MÉDITERRANÉE CENTRALE : LA ROUTE MIGRATOIRE LA PLUS MORTELLE AU MONDE
Depuis 2014, au moins 17 918 personnes ont perdu la vie en Méditerranée selon les estimations de l’Organisation Internationale des Migrations (OIM).
En 2018, le nombre de morts en Méditerranée est estimé à 2 299 personnes – soit, en moyenne, 6 morts par jour [Missing Migrants Project, OIM]. 1 314 de ces décès ont été recensés en Méditerranée centrale au large des côtes libyennes. Ces chiffres ne prennent pas en compte les embarcations ayant disparu sans laisser de traces. Cet espace maritime qui sépare la Libye de l’Italie, où opère SOS MEDITERRANEE, constitue encore aujourd’hui la route migratoire la plus mortelle au monde, du fait de la distance et de la dangerosité de la traversée. Poussé.e.s dans des embarcations surchargées et totalement inaptes à la navigation en haute mer, les hommes, les femmes et les enfants qui fuient les persécutions dans les camps de détention en Libye s’accordent tous sur le même constat : « il vaut mieux risquer de mourir en mer que mourir à petit feu en Libye ».
Ces dernières années, nombreux.ses ont été celles et ceux qui, face aux violations des droits humains, à la persécution, aux conflits et à la violence, ont entrepris de fuir. Malgré le fait que la majorité des déplacé.e.s s’enfuient vers une autre zone de leur pays ou vers un pays frontalier, certain.e.s ont par la suite cherché à bénéficier d’une protection internationale en Europe.

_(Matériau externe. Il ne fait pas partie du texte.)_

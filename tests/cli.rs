// SPDX-FileCopyrightText: 2026 Bruno Meilick
// SPDX-License-Identifier: LicenseRef-Nereid-FreeUse-NoCopy-NoDerivatives
//
// All rights reserved.
//
// This file is part of glyphtree and is proprietary software.
// Unauthorized copying, modification, or distribution is prohibited.

use std::io::Write;
use std::path::Path;
use std::process::{Command, Stdio};

fn glyphtree() -> Command {
    Command::new(env!("CARGO_BIN_EXE_glyphtree"))
}

fn fixture_path(name: &str) -> std::path::PathBuf {
    Path::new(env!("CARGO_MANIFEST_DIR")).join("tests").join("fixtures").join("trees").join(name)
}

#[test]
fn demo_prints_sample_tree() {
    let output = glyphtree().arg("--demo").output().expect("run glyphtree");
    assert!(output.status.success());

    let expected = std::fs::read_to_string(fixture_path("sample.txt")).expect("read fixture");
    assert_eq!(String::from_utf8(output.stdout).expect("utf8"), expected);
}

#[test]
fn renders_json_file_argument() {
    let output = glyphtree().arg(fixture_path("left_only.json")).output().expect("run glyphtree");
    assert!(output.status.success());

    let expected = std::fs::read_to_string(fixture_path("left_only.txt")).expect("read fixture");
    assert_eq!(String::from_utf8(output.stdout).expect("utf8"), expected);
}

#[test]
fn reads_tree_from_stdin() {
    let mut child = glyphtree()
        .stdin(Stdio::piped())
        .stdout(Stdio::piped())
        .spawn()
        .expect("spawn glyphtree");
    child
        .stdin
        .take()
        .expect("stdin")
        .write_all(br#"{"value": "5"}"#)
        .expect("write stdin");
    let output = child.wait_with_output().expect("wait glyphtree");
    assert!(output.status.success());

    let stdout = String::from_utf8(output.stdout).expect("utf8");
    assert!(stdout.starts_with("  ___\n /   \\\n|  5  |\n \\___/\n"), "{stdout}");
}

#[test]
fn invalid_json_exits_with_error() {
    let mut child = glyphtree()
        .arg("-")
        .stdin(Stdio::piped())
        .stdout(Stdio::piped())
        .stderr(Stdio::piped())
        .spawn()
        .expect("spawn glyphtree");
    child.stdin.take().expect("stdin").write_all(b"{\"left\": 1}").expect("write stdin");
    let output = child.wait_with_output().expect("wait glyphtree");

    assert_eq!(output.status.code(), Some(1));
    let stderr = String::from_utf8(output.stderr).expect("utf8");
    assert!(stderr.starts_with("glyphtree: invalid tree json:"), "{stderr}");
}

#[test]
fn bad_usage_exits_with_usage() {
    let output = glyphtree().args(["--demo", "tree.json"]).output().expect("run glyphtree");

    assert_eq!(output.status.code(), Some(2));
    assert!(String::from_utf8_lossy(&output.stderr).contains("Usage:"));
}
#[cfg(test)]
mod tests {
    use super::*;

    #[test]
    fn test_pypi_name_normalization() {
        assert_eq!(Ecosystem::Pypi.normalize_name("Flask_SQLAlchemy"), "flask-sqlalchemy");
        assert_eq!(Ecosystem::Pypi.normalize_name("zope.interface"), "zope-interface");
        assert_eq!(Ecosystem::Pypi.normalize_name("a--_b"), "a-b");
        assert_eq!(Ecosystem::Npm.normalize_name("React"), "React");
        assert_eq!(Ecosystem::Pypi.dependency_id("FastAPI"), "pypi:fastapi");
    }

    #[test]
    fn test_source_string_forms() {
        let direct = VersionSource::direct("package.json", DependencyGroup::DevDependencies);
        assert_eq!(direct.to_string(), "package.json#devDependencies");
        assert_eq!("package.json#devDependencies".parse::<VersionSource>().unwrap(), direct);

        let scoped = VersionSource::transitive("package-lock.json", "@types/node", "20.1.0");
        assert_eq!(scoped.to_string(), "package-lock.json:@types/node@20.1.0");
        assert_eq!(
            "package-lock.json:@types/node@20.1.0".parse::<VersionSource>().unwrap(),
            scoped
        );
    }

    #[test]
    fn test_jsr_parents_are_prefixed() {
        let source = VersionSource::transitive("deno.lock", Ecosystem::Jsr.parent_reference("@std/path"), "1.0.8");
        assert_eq!(source.to_string(), "deno.lock:jsr:@std/path@1.0.8");
        let back: VersionSource = source.to_string().parse().unwrap();
        assert_eq!(back.parent_of(Ecosystem::Npm), Some((Ecosystem::Jsr, "@std/path", "1.0.8")));

        let npm = VersionSource::transitive("deno.lock", "@std/path", "1.0.8");
        assert_eq!(npm.parent_of(Ecosystem::Npm), Some((Ecosystem::Npm, "@std/path", "1.0.8")));
        assert_eq!(
            VersionSource::direct("deno.json", DependencyGroup::Dependencies).parent_of(Ecosystem::Npm),
            None
        );
    }

    #[test]
    fn test_alias_package_names() {
        let alias = ManifestEntry::new(
            Ecosystem::Npm,
            "string-width-cjs",
            "npm:string-width@^4.2.0",
            DependencyGroup::Dependencies,
        );
        assert_eq!(alias.package_name(), "string-width");
        let scoped = ManifestEntry::new(Ecosystem::Npm, "pkg", "npm:@scope/pkg", DependencyGroup::Dependencies);
        assert_eq!(scoped.package_name(), "@scope/pkg");
        let plain = ManifestEntry::new(Ecosystem::Npm, "ms", "^2.1.0", DependencyGroup::Dependencies);
        assert_eq!(plain.package_name(), "ms");

        let mut dep = Dependency::new(Ecosystem::Npm, "string-width-cjs");
        assert!(!dep.is_named(Ecosystem::Npm, "string-width"));
        dep.package = Some("string-width".to_string());
        assert!(dep.is_named(Ecosystem::Npm, "string-width"));
        assert!(!dep.is_named(Ecosystem::Jsr, "string-width"));
        let json = serde_json::to_value(&dep).unwrap();
        assert_eq!(json["package"], "string-width");
    }

    #[test]
    fn test_source_rejects_garbage() {
        assert!("no-separators".parse::<VersionSource>().is_err());
        assert!("lock:@scope".parse::<VersionSource>().is_err());
    }

    #[test]
    fn test_dependency_serializes_camel_case() {
        let mut dep = Dependency::new(Ecosystem::Npm, "react");
        dep.push_version(VersionEntry {
            resolved: "18.2.0".to_string(),
            specifier: "^18.0.0".to_string(),
            source: VersionSource::direct("package.json", DependencyGroup::Dependencies),
        });
        let json = serde_json::to_value(&dep).unwrap();
        assert_eq!(json["id"], "npm:react");
        assert_eq!(json["ecosystem"], "npm");
        assert_eq!(json["versions"][0]["source"], "package.json#dependencies");
        assert!(json.get("package").is_none());

        let back: Dependency = serde_json::from_value(json).unwrap();
        assert_eq!(back, dep);
    }

    #[test]
    fn test_push_version_dedups() {
        let mut dep = Dependency::new(Ecosystem::Npm, "ms");
        let entry = VersionEntry {
            resolved: "2.1.3".to_string(),
            specifier: "^2.1.1".to_string(),
            source: VersionSource::transitive("package-lock.json", "debug", "4.3.4"),
        };
        assert!(dep.push_version(entry.clone()));
        assert!(!dep.push_version(entry));
        assert_eq!(dep.versions.len(), 1);
        assert!(!dep.is_direct());
    }

    #[test]
    fn test_outdated_flattens_dependency() {
        let outdated = OutdatedDependency {
            dependency: Dependency::new(Ecosystem::Pypi, "fastapi"),
            wanted: "0.120.0".to_string(),
            latest: "0.120.0".to_string(),
            specifier: ">=0.119.0".to_string(),
            is_dev_dependency: false,
        };
        let json = serde_json::to_value(&outdated).unwrap();
        assert_eq!(json["id"], "pypi:fastapi");
        assert_eq!(json["isDevDependency"], false);
        assert!(json.get("dependency").is_none());
    }
}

Parmi ces personnes fuyant depuis la Libye, le nombre de celles qui y perdent la vie par rapport à celles atteignant la sécurité en Europe a drastiquement augmenté. En 2018, le HCR a recensé en moyenne un décès pour 14 arrivées depuis la Libye contre un décès pour 38 arrivées en 2017 suite à la forte réduction des capacités globales de recherche et de sauvetage [Voyages du désespoir, UNCHR]. Par ailleurs, l’accroissement de la capacité et de la zone d’opération des garde-côtes libyens et le financement croissant de l’Union Européenne (EU) a entraîné une augmentation de la proportion de personnes interceptées en mer et transférés dans des centres de détention libyens où les conditions de vie sont épouvantables. L’Organisation des Nations Unies estime à plus de 30’000 personnes interceptées et renvoyées en Libye depuis 2017 [Un rapport de l’ONU met en lumière les «horreurs inimaginables» des migrants et réfugiés en Libye et au-delà, ONU].

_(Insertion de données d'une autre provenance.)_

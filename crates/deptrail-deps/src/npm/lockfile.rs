//! package-lock.json parser (lockfile v1, v2 and v3)

use crate::lockfile::{LockEdge, LockedPackage, LockfileData, RootPackage};
use crate::npm::parser::string_entries;
use crate::traits::LockfileParser;
use crate::types::Ecosystem;
use serde::Deserialize;
use serde_json::{Map, Value};
use std::collections::BTreeMap;
use tracing::debug;

/// package-lock.json parser
#[derive(Debug, Clone, Copy, Default)]
pub struct NpmLockfileParser;

impl NpmLockfileParser {
    /// Create a new npm lockfile parser
    pub fn new() -> Self {
        Self
    }
}

#[derive(Debug, Deserialize)]
struct PackageLock {
    #[serde(default)]
    packages: Option<Map<String, Value>>,
    #[serde(default)]
    dependencies: Option<Map<String, Value>>,
}

#[derive(Debug, Default, Deserialize)]
#[serde(rename_all = "camelCase")]
struct PackageLockEntry {
    #[serde(default)]
    name: Option<String>,
    #[serde(default)]
    version: Option<String>,
    #[serde(default)]
    link: bool,
    #[serde(default)]
    dependencies: Value,
    #[serde(default)]
    dev_dependencies: Value,
    #[serde(default)]
    optional_dependencies: Value,
    #[serde(default)]
    peer_dependencies: Value,
}

/// Install location → entry, the v2/v3 `packages` shape
type InstallTree = BTreeMap<String, PackageLockEntry>;

impl LockfileParser for NpmLockfileParser {
    fn file_name(&self) -> &'static str {
        "package-lock.json"
    }

    fn parse_lockfile(&self, text: &str) -> LockfileData {
        let mut data = LockfileData::new(self.file_name());
        let lock: PackageLock = match serde_json::from_str(text) {
            Ok(lock) => lock,
            Err(e) => {
                debug!(error = %e, "unreadable package-lock.json, treating as empty");
                return data;
            }
        };

        let tree: InstallTree = match (lock.packages, lock.dependencies) {
            (Some(packages), _) => packages
                .into_iter()
                .filter_map(|(path, entry)| Some((path, serde_json::from_value(entry).ok()?)))
                .collect(),
            (None, Some(dependencies)) => flatten_v1(&dependencies),
            (None, None) => InstallTree::new(),
        };

        // Shallow install locations first so hoisted copies are seen before nested ones
        let mut locations: Vec<&String> = tree
            .keys()
            .filter(|path| path.contains("node_modules/"))
            .collect();
        locations.sort_by_key(|path| (path.matches("node_modules/").count(), path.as_str()));

        for path in locations {
            let entry = &tree[path];
            if entry.link {
                continue;
            }
            let Some(version) = entry.version.as_deref() else {
                continue;
            };
            let name = entry
                .name
                .clone()
                .unwrap_or_else(|| package_name_from_path(path).to_string());

            let mut package = LockedPackage::new(Ecosystem::Npm, name, version);
            package.dependencies = edges_from(&tree, path, entry, false);
            data.insert(package);
        }

        if let Some(root) = tree.get("") {
            data.root = Some(RootPackage {
                name: None,
                dependencies: edges_from(&tree, "", root, true),
            });
        }

        data
    }
}

/// Name from an install location: the segment after the last `node_modules/`
fn package_name_from_path(path: &str) -> &str {
    path.rsplit_once("node_modules/")
        .map(|(_, name)| name)
        .unwrap_or(path)
}

/// Edges of one install location, resolved with Node's lookup: the nearest
/// `node_modules` directory walking up from `path`.
fn edges_from(tree: &InstallTree, path: &str, entry: &PackageLockEntry, include_dev: bool) -> Vec<LockEdge> {
    let mut groups = vec![
        &entry.dependencies,
        &entry.optional_dependencies,
        &entry.peer_dependencies,
    ];
    if include_dev {
        groups.push(&entry.dev_dependencies);
    }

    let mut edges: Vec<LockEdge> = Vec::new();
    for (name, requirement) in groups.into_iter().flat_map(|g| string_entries(g)) {
        if edges.iter().any(|e| e.install_name() == name) {
            continue;
        }
        // Uninstalled optional/peer dependencies have no location
        let Some(installed) = locate(tree, path, name) else {
            continue;
        };
        let Some(version) = installed.version.as_deref() else {
            continue;
        };
        // Aliased installs record the real package name
        let package = installed.name.as_deref().unwrap_or(name);
        edges.push(
            LockEdge::new(Ecosystem::Npm, package)
                .with_alias(name)
                .with_requirement(requirement)
                .with_version(version),
        );
    }
    edges
}

fn locate<'a>(tree: &'a InstallTree, from: &str, name: &str) -> Option<&'a PackageLockEntry> {
    let mut base = from.to_string();
    loop {
        let candidate = if base.is_empty() {
            format!("node_modules/{name}")
        } else {
            format!("{base}/node_modules/{name}")
        };
        if let Some(entry) = tree.get(&candidate).filter(|e| e.version.is_some()) {
            return Some(entry);
        }
        if base.is_empty() {
            return None;
        }
        // Top-level packages and workspace folders fall back to the root
        base = match base.rfind("/node_modules/") {
            Some(idx) => base[..idx].to_string(),
            None => String::new(),
        };
    }
}

/// Convert the v1 nested `dependencies` tree into install locations
fn flatten_v1(dependencies: &Map<String, Value>) -> InstallTree {
    fn walk(prefix: &str, dependencies: &Map<String, Value>, out: &mut InstallTree) {
        for (name, value) in dependencies {
            let path = if prefix.is_empty() {
                format!("node_modules/{name}")
            } else {
                format!("{prefix}/node_modules/{name}")
            };
            let version = value.get("version").and_then(Value::as_str).unwrap_or_default();
            // Aliases record `npm:real-name@version`
            let (package, version) = match version.strip_prefix("npm:") {
                Some(target) => split_alias_target(target).unwrap_or((name.as_str(), target)),
                None => (name.as_str(), version),
            };
            let entry = PackageLockEntry {
                name: Some(package.to_string()),
                version: (!version.is_empty()).then(|| version.to_string()),
                dependencies: value.get("requires").cloned().unwrap_or_default(),
                ..PackageLockEntry::default()
            };
            out.insert(path.clone(), entry);
            if let Some(nested) = value.get("dependencies").and_then(Value::as_object) {
                walk(&path, nested, out);
            }
        }
    }

    let mut out = InstallTree::new();
    walk("", dependencies, &mut out);
    out
}

/// `real-name@1.2.3` or `@scope/name@1.2.3` into name and version
fn split_alias_target(target: &str) -> Option<(&str, &str)> {
    let search_from = usize::from(target.starts_with('@'));
    let at = target[search_from..].find('@')? + search_from;
    Some((&target[..at], &target[at + 1..]))
}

DISPOSITIFS DE SAUVETAGE EN MER ÉTATIQUES INSUFFISANTS
Depuis la fin de l’opération de secours de la marine italienne Mare Nostrum (i.e. Cette opération de la Marine italienne a duré un an de novembre 2013 à novembre 2014 et a permis de secourir 150 000 personnes en Méditerranée centrale), événement déclencheur de la création de SOS MEDITERRANEE, l’aide aux personnes qui risquent leur vie en mer pour atteindre l’Europe reste secondaire aux yeux des Etats et institutions européennes, la priorité étant la protection des frontières et la gestion des flux migratoires. L’insuffisance des moyens de sauvetage mis en place par les Etats – moyens essentiellement tournés vers la protection des frontières plus que le sauvetage en mer, comme l’opération Triton de l’agence Frontex – n’impacte pas le nombre de personnes tentant la traversée, car toutes fuient avant tout ce qui est généralement qualifié d’« enfer libyen ». Aussi, SOS MEDITERRANEE n’a-t-elle cessé d’interpeller les pays du continent européen pour qu’elle mette en place un dispositif de sauvetage efficace et suffisant en mer Méditerranée pour porter secours aux embarcations en détresses.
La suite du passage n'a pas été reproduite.